Alfred Döblin hat sich in seinen literarischen Werken oft auf imaginäre Reisen in andere, mit Vorliebe außereuropäische Kulturen begeben – so im ‚chinesischen Roman‘ Die drei Sprünge des Wang-lun (1915), im Versepos Manas (1927), in dem Roman Babylonische Wandrung oder Hochmut kommt vor dem Fall und in der Amazonas-Trilogie (1937/38). Sogar seinen Schaffensprozess beschrieb er als eine Reise:

Eine sonderbare Sache, das Schreiben. Ich begann es nie eher, bis die Einfälle einen bestimmten Reifegrad erreicht hatten, und das war dann der Fall, wenn sie im Gewande der Sprache erschienen. Hatte ich dieses Bild, so wagte ich mich mit ihm, mit meinem Pilotenboot, aus dem Hafen heraus, und da bemerkte ich draußen bald ein Schiff, einen großen Ozeandampfer, und ihn betrat ich und fuhr aus und war in meinem Element, reiste und machte Entdeckungen, und erst nach Monaten kehrte ich von solcher großen Fahrt heim, gesättigt, und konnte wieder das Land betreten. Meine Fahrten bei geschlossener Tür führten mich nach China, Indien, Grönland, in andere Epochen, auch aus der Zeit heraus. Was für ein Leben.1

Auf dem 19. Internationalen Alfred-Döblin-Kolloquium im Juni 2013 an der Universität Warschau folgten wir Döblin auf diesen „Fahrten bei geschlossener Tür“ in verschiedene Weltregionen und -religionen ebenso wie auf seinen realen Reisen. Zu letzteren gehört seine Reise nach Polen im Herbst 1924, die den unmittelbaren Anlass dafür gab, das Kolloquium in Warschau zu veranstalten. Damit wählten wir nicht nur eine Stadt, die für Döblin zu den wichtigsten Stationen seiner Reise durch Polen gehörte; diese Wahl bedeutete auch eine Würdigung der Warschauer Germanistik, deren Mitarbeitern Grażyna Kwiecińska, Anna Wołkowicz und Karol Sauerland unschätzbares Verdienst für die polnische Publikation und Rezeption von Döblins Reise in Polen zukommt.2

Die Begegnung mit Polen und den polnischen Juden, die Wahrnehmung dieser beiden, vielschichtig miteinander verflochtenen Kulturen, die Deutung und Fiktionalisierung der Reiseerlebnisse sind einige Aspekte, die in den Beiträgen des ersten Teils beleuchtet werden. ← 7 | 8 →

Im Einführungsvortrag der Konferenz beschäftigt sich Karol Sauerland mit der Resonanz der Reise in Polen in Hans Magnus Enzensbergers Essay Polnische Zufälle (publ. 1987 in Ach Europa!), der nach einem Aufenthalt in Polen entstand, und in Reto Hännys, nach einer Polenreise von 1989 geschriebenem Buch Am Boden des Kopfes. Verwirrungen eines Mitteleuropäers (1993). An den Beginn seiner Ausführungen stellt Sauerland Reflexionen über die Bedeutung, die Döblins Buch im heutigen Polen haben könnte.
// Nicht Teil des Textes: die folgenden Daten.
//! Sync orchestration
//!
//! One run walks every selected provider in turn:
//!
//! 1. **Load**: read the current dataset ([`crate::dataset::DatasetStore`])
//! 2. **Authenticate**: obtain a token through [`crate::auth::Authenticator`]
//! 3. **Plan**: compute one window per channel ([`crate::planner`])
//! 4. **Fetch**: request the window ([`crate::fetcher::ChannelFetcher`])
//! 5. **Merge**: fold the readings into the dataset ([`crate::merge`])
//! 6. **Persist**: commit the dataset atomically when it changed
//!
//! # Components
//!
//! - [`executor`] - Runs the steps above with re-authentication and shutdown handling
//! - [`job`] - Per-channel, per-provider and per-run reports
//! - [`config`] - Timeouts, retry budget and backoff calculation
//!
//! # Error Handling
//!
//! Every [`SyncError`] maps to an [`ErrorKind`]. Authentication and persistence
//! failures abort the provider; a failed channel is reported and the run moves
//! on to the next one.

pub mod config;
pub mod executor;
pub mod job;

pub use executor::{ProviderJob, SyncExecutor, SyncOptions};
pub use job::{ChannelReport, ChannelStatus, ProviderReport, SyncReport};

use crate::auth::AuthError;
use crate::dataset::DatasetError;
use crate::fetcher::FetcherError;
use serde::Serialize;

/// Failure taxonomy shared by reports and exit codes
#[derive(Debug, Clone, Copy, PartialEq, Eq, Serialize)]
#[serde(rename_all = "snake_case")]
pub enum ErrorKind {
    /// Credentials or MFA rejected, or a fresh token refused
    Auth,
    /// Timeout, connection failure, 429 or 5xx after retries
    TransientNetwork,
    /// A persisted dataset cannot be trusted
    DataCorruption,
    /// A write failed; the previous current file is intact
    PartialWrite,
    /// Provider answered with something unusable
    Upstream,
    /// Stopped by a shutdown request
    Interrupted,
}

impl ErrorKind {
    /// Process exit status for this kind
    pub fn exit_code(&self) -> i32 {
        match self {
            ErrorKind::TransientNetwork | ErrorKind::Upstream => 1,
            ErrorKind::Auth => 2,
            ErrorKind::DataCorruption => 3,
            ErrorKind::PartialWrite => 4,
            ErrorKind::Interrupted => 130,
        }
    }

    /// Rank used to pick the exit status when several failures occurred
    pub(crate) fn severity(&self) -> u8 {
        match self {
            ErrorKind::Upstream => 1,
            ErrorKind::TransientNetwork => 2,
            ErrorKind::Interrupted => 3,
            ErrorKind::Auth => 4,
            ErrorKind::PartialWrite => 5,
            ErrorKind::DataCorruption => 6,
        }
    }
}

impl std::fmt::Display for ErrorKind {
    fn fmt(&self, f: &mut std::fmt::Formatter<'_>) -> std::fmt::Result {
        let s = match self {
            ErrorKind::Auth => "auth",
            ErrorKind::TransientNetwork => "transient_network",
            ErrorKind::DataCorruption => "data_corruption",
            ErrorKind::PartialWrite => "partial_write",
            ErrorKind::Upstream => "upstream",
            ErrorKind::Interrupted => "interrupted",
        };
        f.write_str(s)
    }
}

/// Sync errors
#[derive(Debug, thiserror::Error)]
pub enum SyncError {
    /// Authentication failed
    #[error("authentication failed: {0}")]
    Auth(#[from] AuthError),

    /// Dataset could not be read or written
    #[error("dataset error: {0}")]
    Dataset(#[from] DatasetError),

    /// Channel fetch failed
    #[error("fetch failed: {0}")]
    Fetch(#[from] FetcherError),

    /// Shutdown requested before the step started
    #[error("cancelled by shutdown request")]
    Cancelled,
}

impl SyncError {
    /// Classify the error
    pub fn kind(&self) -> ErrorKind {
        match self {
            SyncError::Auth(e) => match e {
                AuthError::LoginTimeout(_) => ErrorKind::TransientNetwork,
                AuthError::Network(FetcherError::Cancelled) => ErrorKind::Interrupted,
                AuthError::Network(e) if e.is_transient() => ErrorKind::TransientNetwork,
                AuthError::Network(_) | AuthError::Driver(_) => ErrorKind::Upstream,
                AuthError::Cache(_) => ErrorKind::PartialWrite,
                AuthError::InvalidCredentials { .. }
                | AuthError::MfaRejected { .. }
                | AuthError::Refused { .. }
                | AuthError::MissingCredential(_)
                | AuthError::InvalidTotpSecret(_)
                | AuthError::SessionUnavailable => ErrorKind::Auth,
            },
            SyncError::Dataset(e) => match e {
                DatasetError::Corrupt { .. } => ErrorKind::DataCorruption,
                DatasetError::Io(_) | DatasetError::PartialWrite { .. } | DatasetError::Backup { .. } => {
                    ErrorKind::PartialWrite
                }
            },
            SyncError::Fetch(e) => match e {
                FetcherError::Cancelled => ErrorKind::Interrupted,
                FetcherError::Unauthorized(_) => ErrorKind::Auth,
                e if e.is_transient() => ErrorKind::TransientNetwork,
                _ => ErrorKind::Upstream,
            },
            SyncError::Cancelled => ErrorKind::Interrupted,
        }
    }
}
Weitere Beiträge folgen Döblin auf seinen Wegen durch Krakau und Danzig und konfrontieren seine Wahrnehmungen mit der Erinnerungsliteratur von Krakauer und Danziger Juden. Maria Kłańska und Miłosława Borzyszkowska zeigen so nicht nur, was Döblin über das reiche jüdische Leben dieser beiden Städte (noch) hätte erfahren können, sie charakterisieren damit auch die besondere Perspektive Döblins. In Krakau richtete sich sein Interesse im Wesentlichen auf die religiösen Juden, weniger auf die Zionisten, von deren Präsenz in der Stadt er entsprechend wenig erfuhr. Danzig hingegen konstruierte er vor allem als einen Ort des Grenzübertritts zwischen dem östlichen und dem westlichen Kulturkreis, die er in einen Kontrast zueinander stellte. In die jüdische Kultur dieser Stadt tauchte er nicht mehr ein.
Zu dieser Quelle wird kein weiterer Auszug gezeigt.